The Fitch Group, the international credit and bond rating company has downgraded the long term (LT) ratings of Vijaya Bank by one step. The Mangalore based bank, which was previously rated ‘Fitch AA(ind)' was downgraded to ‘FitchAA-(ind)'. Last month top three private banks of India were also downgraded by Moody's.
Vijaya Bank's Rs. 900 crore upper tier-2 loan has also been downgraded from FitchAA(ind) to FitchAA-(ind), and a lower tier-2 loan of Rs. 600 crore was also downgraded, which now stands at FitchA-(ind) down from FitchAA-(ind).
The ratings show lack of Fitch's lack of confidence in the bank's asset quality and mediocre capitalization. Another probability of the downgrade could be the bank's funding profile, which is weak compared to PSU banks.

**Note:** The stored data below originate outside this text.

//! Observation record and its validation state machine
//!
//! `pending` → `approved` | `rejected`. Both decided states are terminal.
//! Decision metadata exists exactly when the state is terminal, which the
//! `Option<ValidationMeta>` field and the database CHECK constraint both enforce.

use chrono::{DateTime, Utc};
use serde::{Deserialize, Serialize};
use std::fmt;
use std::str::FromStr;
use uuid::Uuid;

use crate::error::{Error, Result};

/// Validation lifecycle stage of a record
#[derive(Debug, Clone, Copy, PartialEq, Eq, Hash, Serialize, Deserialize)]
#[serde(rename_all = "lowercase")]
pub enum ValidationState {
    /// Awaiting an admin decision (initial)
    Pending,
    /// Counted by aggregation and export (terminal)
    Approved,
    /// Excluded from every public view (terminal)
    Rejected,
}

impl ValidationState {
    pub fn as_str(&self) -> &'static str {
        match self {
            ValidationState::Pending => "pending",
            ValidationState::Approved => "approved",
            ValidationState::Rejected => "rejected",
        }
    }

    pub fn is_terminal(&self) -> bool {
        !matches!(self, ValidationState::Pending)
    }
}

impl fmt::Display for ValidationState {
    fn fmt(&self, f: &mut fmt::Formatter<'_>) -> fmt::Result {
        f.write_str(self.as_str())
    }
}

impl FromStr for ValidationState {
    type Err = String;

    fn from_str(s: &str) -> std::result::Result<Self, Self::Err> {
        match s {
            "pending" => Ok(ValidationState::Pending),
            "approved" => Ok(ValidationState::Approved),
            "rejected" => Ok(ValidationState::Rejected),
            other => Err(format!("unknown validation state '{}'", other)),
        }
    }
}

/// Admin decision on a pending record
#[derive(Debug, Clone, Copy, PartialEq, Eq, Serialize, Deserialize)]
#[serde(rename_all = "lowercase")]
pub enum Decision {
    Approve,
    Reject,
}

impl Decision {
    /// Terminal state this decision moves a record into
    pub fn target_state(&self) -> ValidationState {
        match self {
            Decision::Approve => ValidationState::Approved,
            Decision::Reject => ValidationState::Rejected,
        }
    }
}

impl FromStr for Decision {
    type Err = Error;

    fn from_str(s: &str) -> Result<Self> {
        match s {
            "approve" => Ok(Decision::Approve),
            "reject" => Ok(Decision::Reject),
            _ => Err(Error::InvalidAction(s.to_string())),
        }
    }
}

/// Listing order by creation time
#[derive(Debug, Clone, Copy, PartialEq, Eq, Default, Serialize, Deserialize)]
#[serde(rename_all = "lowercase")]
pub enum SortOrder {
    #[default]
    Asc,
    Desc,
}

/// Who decided, when, and why
#[derive(Debug, Clone, PartialEq, Serialize, Deserialize)]
pub struct ValidationMeta {
    pub decided_by: String,
    pub decided_at: DateTime<Utc>,
    #[serde(skip_serializing_if = "Option::is_none")]
    pub note: Option<String>,
}

/// One classified, geotagged waste sighting
#[derive(Debug, Clone, PartialEq, Serialize, Deserialize)]
pub struct ObservationRecord {
    pub id: Uuid,
    pub contributor_id: String,
    /// Open category set; whatever the classifier emits
    pub label: String,
    /// Always within [0, 1]
    pub confidence: f64,
    pub lat: f64,
    pub lng: f64,
    /// Opaque handle owned by image storage
    pub image_ref: String,
    pub created_at: DateTime<Utc>,
    pub state: ValidationState,
    /// Present exactly when `state` is terminal
    #[serde(skip_serializing_if = "Option::is_none")]
    pub validation: Option<ValidationMeta>,
}

impl ObservationRecord {
    /// Legacy boolean view, derived from the state machine and never stored
    pub fn is_validated(&self) -> bool {
        self.state == ValidationState::Approved
    }
}

/// Input for `RecordStore::create`
#[derive(Debug, Clone, PartialEq)]
pub struct NewObservation {
    pub contributor_id: String,
    pub label: String,
    pub confidence: f64,
    pub lat: f64,
    pub lng: f64,
    pub image_ref: String,
}

impl NewObservation {
    /// Check every field range; any failure is `InvalidObservation`
    pub fn validate(&self) -> Result<()> {
        require_non_blank("contributor_id", &self.contributor_id)?;
        require_non_blank("label", &self.label)?;
        require_non_blank("image_ref", &self.image_ref)?;

        if !self.confidence.is_finite() || !(0.0..=1.0).contains(&self.confidence) {
            return Err(Error::InvalidObservation(format!(
                "confidence must be within [0, 1], got {}",
                self.confidence
            )));
        }

        validate_location(self.lat, self.lng)
    }
}

/// Latitude in [-90, 90], longitude in [-180, 180], both finite
pub fn validate_location(lat: f64, lng: f64) -> Result<()> {
    if !lat.is_finite() || !(-90.0..=90.0).contains(&lat) {
        return Err(Error::InvalidObservation(format!(
            "lat must be within [-90, 90], got {}",
            lat
        )));
    }
    if !lng.is_finite() || !(-180.0..=180.0).contains(&lng) {
        return Err(Error::InvalidObservation(format!(
            "lng must be within [-180, 180], got {}",
            lng
        )));
    }
    Ok(())
}

fn require_non_blank(field: &str, value: &str) -> Result<()> {
    if value.trim().is_empty() {
        return Err(Error::InvalidObservation(format!("{} is required", field)));
    }
    Ok(())
}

The bank's performance has not been up to the mark in the last fiscal; the NPAs have increased from 2.56 to 2.93%, while the stressed assets have increased from 5% to 8% in the last fiscal.
The slippages are expected to increase with bank's exposure in troubled sectors like power distribution, infrastructure projects like rails and ports, commercial real estate, and iron and steel.
However, according to the Fitch, the bank's ‘outlook is stable'.